Precise chromosomal DNA replication during S phase of the cell cycle is a crucial factor in the proper maintenance of the genome from generation to generation. The current “once-per-cell-cycle” model of eukaryotic chromosome duplication describes a highly coordinated process by which temporally regulated replicon clusters are sequentially activated and subsequently united to form two semi-conserved copies of the genome. Replicon clusters, or replication domains, are comprised of individual replication units that are synchronously activated at predetermined points during S phase. Bi-directional replication within each replicon is initiated at periodic AT-rich origins along each chromosome. Origins are not characterized by any specific nucleotide sequence, but rather the spatial arrangement of origin replication complexes (ORCs).

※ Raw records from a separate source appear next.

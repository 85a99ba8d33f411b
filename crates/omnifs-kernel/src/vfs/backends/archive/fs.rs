//! Read-only filesystem over one archive.
//!
//! The root URI is `archive:///` with the archive's own URI, percent-encoded,
//! as fragment. The entry tree is built on first use: local archives are
//! read in place, anything else is spooled once to a temporary file.

use std::ffi::OsStr;
use std::os::unix::ffi::OsStrExt;
use std::path::PathBuf;
use std::sync::{Arc, Weak};
use std::time::SystemTime;

use async_trait::async_trait;
use bytes::Bytes;
use parking_lot::Mutex;
use tokio::io::AsyncWriteExt;
use tokio::sync::OnceCell;
use tracing::{debug, info};

use super::codec::{ArchiveSource, Flow};
use super::error::ArchiveError;
use super::tree::{EntryTree, TreeEntry};
use crate::config::ArchiveConfig;
use crate::vfs::content::{BoxReader, BoxWriter, ChunkReader, DirectoryStream};
use crate::vfs::error::{VfsError, VfsResult};
use crate::vfs::ops::{FileSystem, FsHandle};
use crate::vfs::path::{ByteString, VfsPath};
use crate::vfs::registry::Registry;
use crate::vfs::types::{
    BackendKind, DirectoryEntry, FileKey, FileMetadata, FileStore, OpenOptions,
};
use crate::vfs::uri::Uri;

const MAX_SYMLINK_HOPS: usize = 40;
const CHUNK_SIZE: usize = 64 * 1024;

/// Root URI of the filesystem over `archive`.
pub fn archive_root(archive: &Uri) -> Uri {
    Uri::builder()
        .scheme("archive")
        .empty_authority()
        .path("/")
        .decoded_fragment(archive.as_str().as_bytes())
        .build()
        .unwrap_or_else(|e| unreachable!("encoded fragment is always valid: {e}"))
}

/// Archive URI named by an archive root.
pub fn archive_of(root: &Uri) -> VfsResult<Uri> {
    let fragment = root
        .decoded_fragment()
        .ok_or_else(|| VfsError::file_system(root.to_string(), "archive URI has no fragment"))?;
    let text = String::from_utf8(fragment)
        .map_err(|_| VfsError::file_system(root.to_string(), "archive fragment is not UTF-8"))?;
    Uri::parse(&text).map_err(|e| VfsError::file_system(root.to_string(), e.to_string()))
}

struct Loaded {
    source: Arc<ArchiveSource>,
    tree: EntryTree,
}

#[derive(Debug)]
pub struct ArchiveFileSystem {
    handle: FsHandle,
    archive: Uri,
    registry: Weak<Registry>,
    config: ArchiveConfig,
    passwords: Mutex<Vec<String>>,
    state: Mutex<Arc<OnceCell<Arc<Loaded>>>>,
}

impl std::fmt::Debug for Loaded {
    fn fmt(&self, f: &mut std::fmt::Formatter<'_>) -> std::fmt::Result {
        f.debug_struct("Loaded")
            .field("format", &self.source.format())
            .field("entries", &self.tree.len())
            .finish()
    }
}

impl ArchiveFileSystem {
    pub fn new(
        root: Arc<Uri>,
        archive: Uri,
        registry: Weak<Registry>,
        config: ArchiveConfig,
    ) -> Self {
        let passwords = config.passwords.clone();
        Self {
            handle: FsHandle::new(root),
            archive,
            registry,
            config,
            passwords: Mutex::new(passwords),
            state: Mutex::new(Arc::new(OnceCell::new())),
        }
    }

    /// URI of the archive file itself.
    pub fn archive_uri(&self) -> &Uri {
        &self.archive
    }

    /// Add a password to try on encrypted entries. The entry tree is rebuilt
    /// on next use.
    pub fn add_password(&self, password: impl Into<String>) {
        self.passwords.lock().push(password.into());
        self.reset();
    }

    fn reset(&self) {
        *self.state.lock() = Arc::new(OnceCell::new());
    }

    fn archive_name(&self) -> Vec<u8> {
        VfsPath::from_uri(&self.archive)
            .file_name()
            .map(|n| n.as_bytes().to_vec())
            .unwrap_or_default()
    }

    async fn loaded(&self) -> VfsResult<Arc<Loaded>> {
        let cell = self.state.lock().clone();
        cell.get_or_try_init(|| self.load()).await.cloned()
    }

    async fn load(&self) -> VfsResult<Arc<Loaded>> {
        let source = self.open_source().await?;
        let passwords = self.passwords.lock().clone();
        let root = VfsPath::root_of(self.handle.root().clone());
        let archive = self.archive.to_string();
        let loaded = tokio::task::spawn_blocking(move || {
            let mut tree = EntryTree::new(root);
            source.for_each_entry(&passwords, |index, entry, _| {
                tree.insert(index, entry.clone());
                Ok(Flow::Continue)
            })?;
            Ok::<_, ArchiveError>(Loaded {
                source: Arc::new(source),
                tree,
            })
        })
        .await
        .map_err(|e| VfsError::file_system(archive.clone(), e.to_string()))?
        .map_err(|e| e.into_vfs(archive.clone()))?;
        info!(archive = %archive, entries = loaded.tree.len(), "loaded archive");
        Ok(Arc::new(loaded))
    }

    async fn open_source(&self) -> VfsResult<ArchiveSource> {
        let name = self.archive_name();
        if self.archive.scheme() == Some("file") {
            let native = PathBuf::from(OsStr::from_bytes(&self.archive.decoded_path()));
            return tokio::task::spawn_blocking(move || ArchiveSource::open(native, &name))
                .await
                .map_err(|e| VfsError::file_system(self.archive.to_string(), e.to_string()))?
                .map_err(|e| e.into_vfs(self.archive.to_string()));
        }
        let spool = self.spool().await?;
        ArchiveSource::spooled(spool, &name).map_err(|e| e.into_vfs(self.archive.to_string()))
    }

    /// Copy a non-local archive to a temporary file.
    async fn spool(&self) -> VfsResult<tempfile::TempPath> {
        let registry = self
            .registry
            .upgrade()
            .ok_or_else(|| VfsError::closed("registry dropped"))?;
        let archive_path = registry.path(&self.archive)?;
        let spool_dir = self.config.spool_dir.clone().unwrap_or_else(std::env::temp_dir);
        let temp = tempfile::Builder::new()
            .prefix("omnifs-archive-")
            .tempfile_in(&spool_dir)
            .map_err(|e| VfsError::from_io(e, spool_dir.display().to_string()))?;
        let (file, temp_path) = temp.into_parts();
        let spool_name = temp_path.display().to_string();
        debug!(archive = %self.archive, spool = %spool_name, "spooling archive");

        let mut reader = registry.open_reader(&archive_path).await?;
        let mut out = tokio::fs::File::from_std(file);
        let mut buf = vec![0u8; CHUNK_SIZE];
        let copied: VfsResult<()> = async {
            loop {
                let n = reader.read(&mut buf).await?;
                if n == 0 {
                    break;
                }
                out.write_all(&buf[..n])
                    .await
                    .map_err(|e| VfsError::from_io(e, spool_name.clone()))?;
            }
            out.flush()
                .await
                .map_err(|e| VfsError::from_io(e, spool_name.clone()))
        }
        .await;
        let closed = reader.close().await;
        copied?;
        closed?;
        Ok(temp_path)
    }

    fn key(path: &VfsPath) -> FileKey {
        FileKey::Opaque(path.to_uri().to_string())
    }

    /// Find `path`, following symlinks when asked.
    fn lookup<'t>(
        tree: &'t EntryTree,
        path: &VfsPath,
        follow_links: bool,
    ) -> VfsResult<(VfsPath, &'t TreeEntry)> {
        let mut current = path.clone();
        for _ in 0..MAX_SYMLINK_HOPS {
            let found = tree
                .get(&current)
                .ok_or_else(|| VfsError::no_such_file(path.to_string()))?;
            let target = match &found.entry.symlink_target {
                Some(target) if follow_links && found.entry.file_type.is_symlink() => target,
                _ => return Ok((current, found)),
            };
            let base = current.parent().unwrap_or_else(|| tree.root().clone());
            current = base
                .resolve(&VfsPath::parse(tree.root().root_uri().clone(), target.as_bytes()))
                .normalize();
        }
        Err(VfsError::loop_detected(path.to_string()))
    }

    fn entry_metadata(path: &VfsPath, found: &TreeEntry) -> FileMetadata {
        found.entry.metadata(Self::key(path))
    }
}

#[async_trait]
impl FileSystem for ArchiveFileSystem {
    fn kind(&self) -> BackendKind {
        BackendKind::Archive
    }

    fn root_uri(&self) -> &Arc<Uri> {
        self.handle.root()
    }

    fn is_read_only(&self) -> bool {
        true
    }

    fn is_open(&self) -> bool {
        self.handle.is_open()
    }

    async fn close(&self) -> VfsResult<()> {
        if self.handle.mark_closed() {
            self.reset();
        }
        Ok(())
    }

    async fn metadata(&self, path: &VfsPath, follow_links: bool) -> VfsResult<FileMetadata> {
        let path = self.handle.check(path)?;
        let loaded = self.loaded().await?;
        let (resolved, found) = Self::lookup(&loaded.tree, &path, follow_links)?;
        Ok(Self::entry_metadata(&resolved, found))
    }

    async fn read_directory(&self, dir: &VfsPath) -> VfsResult<DirectoryStream> {
        let checked = self.handle.check(dir)?;
        let loaded = self.loaded().await?;
        let (resolved, found) = Self::lookup(&loaded.tree, &checked, true)?;
        if !found.entry.file_type.is_dir() {
            return Err(VfsError::not_directory(dir.to_string()));
        }
        let entries = loaded
            .tree
            .children(&resolved)
            .iter()
            .filter_map(|child| {
                let name = child.file_name()?.clone();
                let found = loaded.tree.get(child)?;
                Some(DirectoryEntry::with_metadata(
                    name,
                    Self::entry_metadata(child, found),
                ))
            })
            .collect();
        Ok(DirectoryStream::from_entries(dir.clone(), entries))
    }

    async fn open_reader(&self, path: &VfsPath) -> VfsResult<BoxReader> {
        let checked = self.handle.check(path)?;
        let loaded = self.loaded().await?;
        let (_, found) = Self::lookup(&loaded.tree, &checked, true)?;
        if found.entry.file_type.is_dir() {
            return Err(VfsError::is_directory(path.to_string()));
        }
        let Some(index) = found.index.filter(|_| found.entry.file_type.is_file()) else {
            return Err(VfsError::unsupported(format!("not a regular file: {path}")));
        };
        let size = found.entry.size;
        let source = loaded.source.clone();
        let passwords = self.passwords.lock().clone();
        let name = path.to_string();
        let (tx, rx) = tokio::sync::mpsc::channel(4);

        tokio::task::spawn_blocking(move || {
            use std::io::Read as _;
            let mut found = false;
            let result = source.for_each_entry(&passwords, |i, _, data| {
                if i != index {
                    return Ok(Flow::Continue);
                }
                found = true;
                let mut buf = vec![0u8; CHUNK_SIZE];
                loop {
                    let n = data
                        .read(&mut buf)
                        .map_err(|e| ArchiveError::from_io("read_data", e))?;
                    if n == 0 {
                        break;
                    }
                    if tx.blocking_send(Ok(Bytes::copy_from_slice(&buf[..n]))).is_err() {
                        // Reader closed early.
                        break;
                    }
                }
                Ok(Flow::Stop)
            });
            let failure = match result {
                Err(e) => Some(e.into_vfs(name)),
                Ok(()) if !found => Some(VfsError::no_such_file(name)),
                Ok(()) => None,
            };
            if let Some(e) = failure {
                let _ = tx.blocking_send(Err(e));
            }
        });
        Ok(Box::new(ChunkReader::from_channel(rx, Some(size))))
    }

    async fn read_symlink(&self, link: &VfsPath) -> VfsResult<ByteString> {
        let checked = self.handle.check(link)?;
        let loaded = self.loaded().await?;
        let (_, found) = Self::lookup(&loaded.tree, &checked, false)?;
        match (&found.entry.symlink_target, found.entry.file_type.is_symlink()) {
            (Some(target), true) => Ok(target.clone()),
            _ => Err(VfsError::not_link(link.to_string())),
        }
    }

    async fn file_store(&self, path: &VfsPath) -> VfsResult<FileStore> {
        self.handle.check(path)?;
        let loaded = self.loaded().await?;
        let source = loaded.source.clone();
        let total = tokio::task::spawn_blocking(move || source.size())
            .await
            .map_err(|e| VfsError::file_system(path.to_string(), e.to_string()))?
            .map_err(|e| e.into_vfs(self.archive.to_string()))?;
        Ok(FileStore {
            name: self.archive.to_string(),
            store_type: loaded.source.format().to_string(),
            read_only: true,
            total_space: total,
            usable_space: 0,
            unallocated_space: 0,
            block_size: 512,
        })
    }

    async fn open_writer(&self, path: &VfsPath, _options: OpenOptions) -> VfsResult<BoxWriter> {
        Err(VfsError::read_only(path.to_string()))
    }

    async fn create_directory(&self, path: &VfsPath) -> VfsResult<()> {
        Err(VfsError::read_only(path.to_string()))
    }

    async fn create_symlink(&self, link: &VfsPath, _target: &ByteString) -> VfsResult<()> {
        Err(VfsError::read_only(link.to_string()))
    }

    async fn create_link(&self, link: &VfsPath, _existing: &VfsPath) -> VfsResult<()> {
        Err(VfsError::read_only(link.to_string()))
    }

    async fn delete(&self, path: &VfsPath) -> VfsResult<()> {
        Err(VfsError::read_only(path.to_string()))
    }

    async fn set_last_modified(&self, path: &VfsPath, _time: SystemTime) -> VfsResult<()> {
        Err(VfsError::read_only(path.to_string()))
    }

    async fn set_mode(&self, path: &VfsPath, _mode: u32) -> VfsResult<()> {
        Err(VfsError::read_only(path.to_string()))
    }
}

Given the duration of the S phase and replication fork rate, adjacent origins must be appropriately spaced to ensure the complete replication of each replicon.
Chromatin arrangement by the nuclear matrix may be the underpinning factor responsible for ORC positioning. The six subunit ORC binds to origins of replication in an ATP-dependent manner during late telophase and early G 1. In yeast, each replication domain simply contains a single ORC binding site. However, more complex origins are characterized by an initiation zone where DNA synthesis may begin at numerous locations. A single round of DNA synthesis at each activated origin is achieved by “licensing” of the ORC. Replication initiation is limited to ORCs bound by the proper licensing proteins.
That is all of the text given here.